Coleman v Director of Public Prosecutions [No 2]
[2025] WASC 144
•29 APRIL 2025
JURISDICTION : SUPREME COURT OF WESTERN AUSTRALIA
IN CRIMINAL
CITATION: COLEMAN -v- DIRECTOR OF PUBLIC PROSECUTIONS [No 2] [2025] WASC 144
CORAM: COBBY J
HEARD: 22 APRIL 2025
DELIVERED : 29 APRIL 2025
FILE NO/S: SJA 1084 of 2024
BETWEEN: PAUL TREVOR COLEMAN
Appellant
AND
DIRECTOR OF PUBLIC PROSECUTIONS
Respondent
ON APPEAL FROM:
For File No: SJA 1084 of 2024
Jurisdiction : MAGISTRATES COURT OF WESTERN AUSTRALIA
Coram: MAGISTRATE B COLEMAN
File Number : PE 2994/23
Catchwords:
Criminal law - Appeal against sentence - Appellant found guilty after trial on charge of possession of stolen or unlawfully obtained property - Appellant convicted of driving without authority in his absence - Sentenced to total effective sentence of 2 years' imprisonment - Manifest excess - Totality principle
Legislation:
Criminal Appeals Act 2004 (WA) s 9
Criminal Code (WA) s 371A, s 378, s 417(1)

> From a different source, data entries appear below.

use crate::error::{Result, TagOnMergeError};
use std::cmp::Ordering;
use std::fmt;
use std::str::FromStr;

/// Semantic version as read from (or written to) a tag name.
///
/// Keeps the text it was parsed from (e.g. `v1.2.3`) for display, but compares
/// by semantic-version precedence only: major, minor and patch first, then a
/// pre-release ranks below the same triple without one. Build metadata and the
/// original text never take part in comparisons.
#[derive(Debug, Clone)]
pub struct SemanticVersion {
    inner: semver::Version,
    original: String,
}

impl SemanticVersion {
    /// Create a release version without a prefix (e.g. `1.2.3`)
    pub fn new(major: u64, minor: u64, patch: u64) -> Self {
        Self::release("", major, minor, patch)
    }

    /// Create a release version whose textual form starts with `prefix`
    pub fn release(prefix: &str, major: u64, minor: u64, patch: u64) -> Self {
        SemanticVersion {
            inner: semver::Version::new(major, minor, patch),
            original: format!("{}{}.{}.{}", prefix, major, minor, patch),
        }
    }

    /// Parse a tag name such as `v1.2.3`, `1.2.3-rc.1` or `v2.0.0+build.7`.
    ///
    /// A single leading lowercase `v` is accepted. Minor and patch may be
    /// left out (`v1.2` reads as 1.2.0, `v3` as 3.0.0); the text is kept as
    /// written.
    pub fn parse(text: &str) -> Result<Self> {
        let bare = text.strip_prefix('v').unwrap_or(text);

        let inner = semver::Version::parse(&complete_core(bare)).map_err(|e| {
            TagOnMergeError::version(format!("'{}' is not a semantic version: {}", text, e))
        })?;

        Ok(SemanticVersion {
            inner,
            original: text.to_string(),
        })
    }

    pub fn major(&self) -> u64 {
        self.inner.major
    }

    pub fn minor(&self) -> u64 {
        self.inner.minor
    }

    pub fn patch(&self) -> u64 {
        self.inner.patch
    }

    /// Pre-release identifier, if any (`rc.1` for `v1.0.0-rc.1`)
    pub fn pre_release(&self) -> Option<&str> {
        (!self.inner.pre.is_empty()).then(|| self.inner.pre.as_str())
    }

    /// Build metadata, if any (`build.7` for `v1.0.0+build.7`)
    pub fn build_metadata(&self) -> Option<&str> {
        (!self.inner.build.is_empty()).then(|| self.inner.build.as_str())
    }

    /// The text this version was parsed from, or the canonical form for bumped versions
    pub fn original(&self) -> &str {
        &self.original
    }

    /// The `v` prefix of the original text, or an empty string
    pub fn prefix(&self) -> &str {
        if self.original.starts_with('v') {
            "v"
        } else {
            ""
        }
    }

    fn precedence(&self, other: &Self) -> Ordering {
        (self.inner.major, self.inner.minor, self.inner.patch)
            .cmp(&(other.inner.major, other.inner.minor, other.inner.patch))
            .then_with(|| {
                match (self.inner.pre.is_empty(), other.inner.pre.is_empty()) {
                    (true, true) => Ordering::Equal,
                    (true, false) => Ordering::Greater,
                    (false, true) => Ordering::Less,
                    (false, false) => self.inner.pre.cmp(&other.inner.pre),
                }
            })
    }
}

/// Pads a `MAJOR` or `MAJOR.MINOR` core with `.0` components, leaving any
/// pre-release or build suffix in place
fn complete_core(bare: &str) -> String {
    let core_end = bare.find(['-', '+']).unwrap_or(bare.len());
    let (core, suffix) = bare.split_at(core_end);

    match core.split('.').count() {
        1 => format!("{}.0.0{}", core, suffix),
        2 => format!("{}.0{}", core, suffix),
        _ => bare.to_string(),
    }
}

impl PartialEq for SemanticVersion {
    fn eq(&self, other: &Self) -> bool {
        self.precedence(other) == Ordering::Equal
    }
}

impl Eq for SemanticVersion {}

impl PartialOrd for SemanticVersion {
    fn partial_cmp(&self, other: &Self) -> Option<Ordering> {
        Some(self.cmp(other))
    }
}

impl Ord for SemanticVersion {
    fn cmp(&self, other: &Self) -> Ordering {
        self.precedence(other)
    }
}

impl FromStr for SemanticVersion {
    type Err = TagOnMergeError;

    fn from_str(s: &str) -> Result<Self> {
        SemanticVersion::parse(s)
    }
}

impl fmt::Display for SemanticVersion {
    fn fmt(&self, f: &mut fmt::Formatter<'_>) -> fmt::Result {
        f.write_str(&self.original)
    }
}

Sentencing Act 1995 (WA) s 32
Result:
Extension of time granted
Leave to appeal on ground 1 refused
Leave to appeal on grounds 2, 3 and 4 granted
Appeal dismissed
Category: B
Representation:
Counsel:
| Appellant | : | In person |
| Respondent | : | Ms M L Wong |
Solicitors:
| Appellant | : | In person |
| Respondent | : | Director of Public Prosecutions (WA) |
Case(s) referred to in decision(s):
Coleman v Director of Public Prosecutions [2025] WASC 87
Fogg v The State of Western Australia [2011] WASCA 11
Hishmeh v The State of Western Australia [2025] WASCA 14
Houghton v The State of Western Australia [No 2] [2022] WASCA 7
House v The King (1936) 55 CLR 499
R v Knight [2005] NSWCCA 253; (2005) 155 A Crim R 252
R v Ward [1999] WASCA 157
Roffey v The State of Western Australia [2007] WASCA 246
Samuels v The State of Western Australia [2005] WASCA 193; (2005) 30 WAR 473
The State of Western Australia v PGW [2015] WASCA 113
Watson v The State of Western Australia [2022] WASCA 80
COBBY J:
The appellant, who is unrepresented, appeals against the sentence imposed by the learned magistrate on 30 July 2024 in relation to one charge of driving without authority and one charge of possession of stolen or unlawfully obtained property contrary to s 417 of the Criminal Code (WA).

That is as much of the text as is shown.